- [What is required]: What you return should be the lines of the data containing "CreateRescueRequestBody", each in full.

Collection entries
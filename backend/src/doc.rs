//! OpenAPI documentation configuration.
//!
//! [`ApiDoc`] collects every HTTP handler in the inbound layer together with
//! the schema wrappers for domain types, plus the session cookie security
//! scheme. Swagger UI serves it in debug builds.

use crate::inbound::http::notifications::{
    MarkReadRequest, NotificationBody, SendNotificationRequest, UnreadCountBody,
};
use crate::inbound::http::rescue_requests::{
    CreateRescueRequestBody, RescueRequestBody, UpdateRescueRequestBody,
};
use crate::inbound::http::schemas::{
    ErrorCodeSchema, ErrorSchema, RescueStatusSchema, RoleSchema, UserStatisticsSchema,
};
use crate::inbound::http::statistics::StatisticsBody;
use crate::inbound::http::users::{
    LoginRequest, RegisterRequest, UpdateProfileRequest, UpdateRoleRequest, UserProfileBody,
};
use utoipa::openapi::security::{ApiKey, ApiKeyValue, SecurityScheme};
use utoipa::{Modify, OpenApi};

/// Enrich the generated document with the session cookie security scheme.
struct SecurityAddon;

impl Modify for SecurityAddon {
    fn modify(&self, openapi: &mut utoipa::openapi::OpenApi) {
        let components = openapi
            .components
            .get_or_insert_with(utoipa::openapi::Components::default);

        components.add_security_scheme(
            "SessionCookie",
            SecurityScheme::ApiKey(ApiKey::Cookie(ApiKeyValue::with_description(
                "session",
                "Session cookie issued by POST /api/v1/login or registration.",
            ))),
        );
    }
}

/// OpenAPI document for the REST API.
#[derive(OpenApi)]
#[openapi(
    modifiers(&SecurityAddon),
    info(
        title = "PawResQ backend API",
        description = "Animal rescue case management: accounts, rescue requests, \
                       notifications and volunteer statistics."
    ),
    servers(
        (url = "/", description = "Relative to the deployment base URL")
    ),
    security(("SessionCookie" = [])),
    paths(
        crate::inbound::http::users::register,
        crate::inbound::http::users::login,
        crate::inbound::http::users::logout,
        crate::inbound::http::users::current_user,
        crate::inbound::http::users::update_current_user,
        crate::inbound::http::users::list_users,
        crate::inbound::http::users::get_user,
        crate::inbound::http::users::update_user_role,
        crate::inbound::http::rescue_requests::list_rescue_requests,
        crate::inbound::http::rescue_requests::get_rescue_request,
        crate::inbound::http::rescue_requests::create_rescue_request,
        crate::inbound::http::rescue_requests::update_rescue_request,
        crate::inbound::http::rescue_requests::delete_rescue_request,
        crate::inbound::http::statistics::my_statistics,
        crate::inbound::http::statistics::user_statistics,
        crate::inbound::http::notifications::list_notifications,
        crate::inbound::http::notifications::unread_count,
        crate::inbound::http::notifications::mark_read,
        crate::inbound::http::notifications::send_notification,
        crate::inbound::http::health::ready,
        crate::inbound::http::health::live,
    ),
    components(schemas(
        ErrorSchema,
        ErrorCodeSchema,
        RescueStatusSchema,
        RoleSchema,
        UserStatisticsSchema,
        LoginRequest,
        RegisterRequest,
        UpdateProfileRequest,
        UpdateRoleRequest,
        UserProfileBody,
        CreateRescueRequestBody,
        UpdateRescueRequestBody,
        RescueRequestBody,
        StatisticsBody,
        NotificationBody,
        SendNotificationRequest,
        MarkReadRequest,
        UnreadCountBody,
    )),
    tags(
        (name = "users", description = "Registration, login and profiles"),
        (name = "rescue-requests", description = "Rescue request lifecycle"),
        (name = "statistics", description = "Per-user rescue counters"),
        (name = "notifications", description = "User and role addressed notifications"),
        (name = "health", description = "Endpoints for health checks")
    )
)]
pub struct ApiDoc;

- [Exercise result]:
    CreateRescueRequestBody, RescueRequestBody, UpdateRescueRequestBody,
        CreateRescueRequestBody,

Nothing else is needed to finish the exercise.